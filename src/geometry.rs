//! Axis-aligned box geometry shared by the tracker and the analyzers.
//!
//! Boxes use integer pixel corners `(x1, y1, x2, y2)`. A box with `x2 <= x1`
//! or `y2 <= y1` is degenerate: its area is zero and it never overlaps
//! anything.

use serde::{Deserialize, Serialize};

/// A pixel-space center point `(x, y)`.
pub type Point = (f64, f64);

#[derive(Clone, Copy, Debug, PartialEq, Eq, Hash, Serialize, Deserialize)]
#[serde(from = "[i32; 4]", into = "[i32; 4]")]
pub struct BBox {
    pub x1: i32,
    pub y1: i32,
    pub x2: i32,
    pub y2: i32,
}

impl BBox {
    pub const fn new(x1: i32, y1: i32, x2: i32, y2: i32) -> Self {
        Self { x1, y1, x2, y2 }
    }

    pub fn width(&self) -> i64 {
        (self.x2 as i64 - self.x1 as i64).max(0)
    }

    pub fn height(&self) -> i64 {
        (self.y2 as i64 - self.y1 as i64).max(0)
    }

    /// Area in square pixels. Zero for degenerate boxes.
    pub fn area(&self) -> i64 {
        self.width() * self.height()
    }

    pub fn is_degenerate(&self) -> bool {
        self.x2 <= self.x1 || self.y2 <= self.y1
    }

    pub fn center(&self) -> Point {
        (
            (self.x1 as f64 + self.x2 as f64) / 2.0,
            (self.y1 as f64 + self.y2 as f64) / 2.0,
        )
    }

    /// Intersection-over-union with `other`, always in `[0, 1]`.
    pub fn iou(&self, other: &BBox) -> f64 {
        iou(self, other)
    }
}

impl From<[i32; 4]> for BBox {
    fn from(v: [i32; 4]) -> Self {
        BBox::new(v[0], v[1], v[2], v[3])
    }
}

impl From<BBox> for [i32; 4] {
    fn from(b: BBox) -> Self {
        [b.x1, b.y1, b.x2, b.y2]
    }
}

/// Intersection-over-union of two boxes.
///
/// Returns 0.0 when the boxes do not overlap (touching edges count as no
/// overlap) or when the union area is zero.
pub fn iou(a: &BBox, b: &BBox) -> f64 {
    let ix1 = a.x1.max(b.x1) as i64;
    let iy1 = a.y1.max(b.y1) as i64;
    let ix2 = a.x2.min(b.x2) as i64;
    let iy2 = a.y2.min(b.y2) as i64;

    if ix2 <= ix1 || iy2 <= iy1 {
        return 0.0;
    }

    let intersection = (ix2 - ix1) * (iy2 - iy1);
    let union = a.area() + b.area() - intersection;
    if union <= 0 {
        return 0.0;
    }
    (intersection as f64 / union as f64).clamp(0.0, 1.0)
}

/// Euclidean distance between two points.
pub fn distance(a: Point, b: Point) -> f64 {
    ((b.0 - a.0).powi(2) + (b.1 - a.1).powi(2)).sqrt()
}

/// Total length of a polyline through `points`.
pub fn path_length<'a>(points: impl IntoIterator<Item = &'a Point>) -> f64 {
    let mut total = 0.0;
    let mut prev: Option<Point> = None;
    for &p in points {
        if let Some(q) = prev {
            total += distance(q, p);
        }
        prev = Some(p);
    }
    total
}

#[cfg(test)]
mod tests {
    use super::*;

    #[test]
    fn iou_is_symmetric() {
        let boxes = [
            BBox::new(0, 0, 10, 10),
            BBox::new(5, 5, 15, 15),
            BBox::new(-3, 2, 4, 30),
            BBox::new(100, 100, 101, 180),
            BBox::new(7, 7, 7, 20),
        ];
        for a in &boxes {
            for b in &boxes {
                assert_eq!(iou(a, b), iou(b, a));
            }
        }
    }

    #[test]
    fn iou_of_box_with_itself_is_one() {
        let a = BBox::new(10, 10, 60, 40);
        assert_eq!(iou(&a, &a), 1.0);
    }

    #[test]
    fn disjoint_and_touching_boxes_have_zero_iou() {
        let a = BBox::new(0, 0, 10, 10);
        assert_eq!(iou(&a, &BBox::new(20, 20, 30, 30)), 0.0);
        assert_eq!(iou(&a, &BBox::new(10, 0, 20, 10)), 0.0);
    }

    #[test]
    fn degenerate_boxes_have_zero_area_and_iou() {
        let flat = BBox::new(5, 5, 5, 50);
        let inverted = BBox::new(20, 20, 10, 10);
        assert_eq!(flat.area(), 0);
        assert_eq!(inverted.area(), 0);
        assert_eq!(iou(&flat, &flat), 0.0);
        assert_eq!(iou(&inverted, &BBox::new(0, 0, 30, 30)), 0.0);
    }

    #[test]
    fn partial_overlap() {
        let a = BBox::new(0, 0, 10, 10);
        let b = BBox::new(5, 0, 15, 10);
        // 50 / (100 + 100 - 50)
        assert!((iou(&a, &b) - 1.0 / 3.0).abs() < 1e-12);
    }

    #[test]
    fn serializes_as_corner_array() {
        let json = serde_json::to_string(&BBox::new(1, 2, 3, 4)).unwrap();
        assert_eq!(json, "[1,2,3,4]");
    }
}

- WHAT IS BEING ASKED -
Would you show each line of the listing above that has the string "inverted"?

- ANSWER SPACE -
        let inverted = BBox::new(20, 20, 10, 10);
        assert_eq!(inverted.area(), 0);
        assert_eq!(iou(&inverted, &BBox::new(0, 0, 30, 30)), 0.0);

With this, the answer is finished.